Alışılagelmiş önlemlerin yanında dijital imzalar, RSA SecurID Token ve USB girişinden çalışan Rainbow IKey anahtarların kullanılması da bir zorunluluk oldu. RSA SecurID Token ve Rainbow IKey ile karşınızda kim olduğundan emin olabiliyorsunuz. Bir e-posta aldığımızda bunun gerçekten e-postada adı ve adresi gözüken kişiden gelip gelmediğini saptamak büyük önem taşıyor. Çünkü Internet’te kolayca bulunabilecek programlarla başkasının adına e-posta göndermek çocuk oyuncağından farksız. Ayrıca e-postaların şifrelenerek gönderilmesini sağlayan şifreleme yazılımlarını da yukarıdaki grubun içine rahatlıkla dahil edebiliriz.
Dakikada İki Şifre
Zaten en fazla talep artışı bu grupta yer alan ürünlerde görülüyor. Bunlardan SecureID kredi kartı büyüklüğünde bir cihaz. Dünyanın önde gelen e-güvenlik firmalarından RSA tarafından üretiliyor. Bu küçük cihazın dijital bir ekranı var ve bu ekrandan 30-60 saniyede bir değişen kullanıcı şifreleri geçiyor. Kullanıcı, ilk olarak kişisel PIN kodunu giriyor. Daha sonra cihaz, kullanıcının ağa girmesini sağlayacak şifreyi ekranda gösteriyor. Sürekli değişen şifreler sayesinde ağa yetkisiz girişlerin önü büyük ölçüde alınmış oluyor. Bu iki kademeli yöntemi Glaxo, Telsim, Unilever, Vestel gibi firmalar kullanıyor.

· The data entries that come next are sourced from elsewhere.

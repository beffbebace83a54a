//! Test server harness for E2E testing
//!
//! Provides `TestGatewayServer` for spawning real gateway instances in tests.

use metrics_exporter_prometheus::{PrometheusBuilder, PrometheusHandle};
use product_gateway::config::Config;
use product_gateway::observability::metrics::init_metrics_recorder;
use product_gateway::routes::{self, AppState};
use product_gateway::services::product_service::mock::MockProductService;
use std::collections::HashMap;
use std::net::SocketAddr;
use std::path::PathBuf;
use std::sync::{Arc, OnceLock};
use tokio::task::JoinHandle;

/// Global metrics handle for test servers
static TEST_METRICS_HANDLE: OnceLock<PrometheusHandle> = OnceLock::new();

/// Metrics handle shared by every test server in the process.
///
/// Installs the real recorder once; if another recorder is already
/// installed, falls back to a detached handle.
pub fn test_metrics_handle() -> PrometheusHandle {
    TEST_METRICS_HANDLE
        .get_or_init(|| {
            init_metrics_recorder()
                .unwrap_or_else(|_| PrometheusBuilder::new().build_recorder().handle())
        })
        .clone()
}

/// Repository root, where `views/` and `static/` live.
pub fn workspace_root() -> PathBuf {
    PathBuf::from(env!("CARGO_MANIFEST_DIR")).join("../..")
}

/// Test harness for spawning the product gateway in E2E tests.
///
/// # Example
/// ```rust,ignore
/// #[tokio::test]
/// async fn test_status() -> Result<()> {
///     let jwks = TestJwksServer::start(&[&TestSigningKey::primary()]).await;
///     let server = TestGatewayServer::spawn(&jwks.jwks_url()).await?;
///
///     let response = reqwest::get(format!("{}/status", server.url())).await?;
///     assert_eq!(response.status(), 200);
///     Ok(())
/// }
/// ```
pub struct TestGatewayServer {
    addr: SocketAddr,
    config: Config,
    product_service: Arc<MockProductService>,
    _handle: JoinHandle<()>,
}

impl TestGatewayServer {
    /// Spawn a gateway validating against `jwks_url`, with an accepting
    /// mock product service.
    pub async fn spawn(jwks_url: &str) -> Result<Self, anyhow::Error> {
        Self::spawn_with(
            jwks_url,
            HashMap::new(),
            Arc::new(MockProductService::accepting()),
        )
        .await
    }

    /// Spawn a gateway with extra configuration variables and a specific
    /// product service.
    ///
    /// The server will:
    /// - Bind to a random available port (127.0.0.1:0)
    /// - Serve `views/` and `static/` from the repository root
    /// - Start the HTTP server in the background
    pub async fn spawn_with(
        jwks_url: &str,
        overrides: HashMap<String, String>,
        product_service: Arc<MockProductService>,
    ) -> Result<Self, anyhow::Error> {
        let root = workspace_root();
        let mut vars = HashMap::from([
            ("BIND_ADDRESS".to_string(), "127.0.0.1:0".to_string()),
            ("JWKS_URL".to_string(), jwks_url.to_string()),
            (
                "VIEWS_DIR".to_string(),
                root.join("views").to_string_lossy().into_owned(),
            ),
            (
                "STATIC_DIR".to_string(),
                root.join("static").to_string_lossy().into_owned(),
            ),
        ]);
        vars.extend(overrides);

        let config = Config::from_vars(&vars)
            .map_err(|e| anyhow::anyhow!("Failed to create config: {}", e))?;

        let state = Arc::new(AppState::new(config.clone(), product_service.clone()));
        let app = routes::build_routes(state, test_metrics_handle());

        // Bind to random port
        let listener = tokio::net::TcpListener::bind("127.0.0.1:0")
            .await
            .map_err(|e| anyhow::anyhow!("Failed to bind test server: {}", e))?;

        let addr = listener
            .local_addr()
            .map_err(|e| anyhow::anyhow!("Failed to get local address: {}", e))?;

        // Spawn server in background
        let handle = tokio::spawn(async move {
            if let Err(e) = axum::serve(listener, app).await {
                eprintln!("Test server error: {}", e);
            }
        });

        Ok(Self {
            addr,
            config,
            product_service,
            _handle: handle,
        })
    }

    /// Get the base URL of the test server.
    pub fn url(&self) -> String {
        format!("http://{}", self.addr)
    }

    /// Get the socket address.
    pub fn addr(&self) -> SocketAddr {
        self.addr
    }

    /// Get reference to the server configuration.
    pub fn config(&self) -> &Config {
        &self.config
    }

    /// The mock downstream service, for asserting what reached it.
    pub fn product_service(&self) -> &MockProductService {
        &self.product_service
    }
}

impl Drop for TestGatewayServer {
    fn drop(&mut self) {
        // Abort the server task so the port is released when the test ends
        self._handle.abort();
    }
}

Teknolojik Kapkaççıların Korkulu Rüyası
Rainbow IKey ise diğer bir önde gelen e-güvenlik firması olan Rainbow’un bir ürünü. İçinde bir mikroişlemci, bir USB denetleyicisi ve bellek bulunduran Rainbow IKey, PKI ortamlarında da kullanılabiliyor. Tanılama konusunda en popüler güvenlik ürünlerden olan Rainbow IKey aslında bilgisayarın USB girişine takılan küçük bir anahtar. Rainbow IKey’yi bilgisayara takmadan cihazı başlatmak olanaksız. Yani bir şekilde bilgisayarınız çalınırsa anahtarı olmadan onu kimsenin çalıştırması mümkün değil. El ve dizüstü bilgisayarların çalınması sık rastlanan bir olay. FBI’ın bile 2001’in ilk yarısında tam 180 dizüstü bilgisayarını hırsızlara kaptırması, olayın boyutlarını net bir şekilde ortaya koyuyor.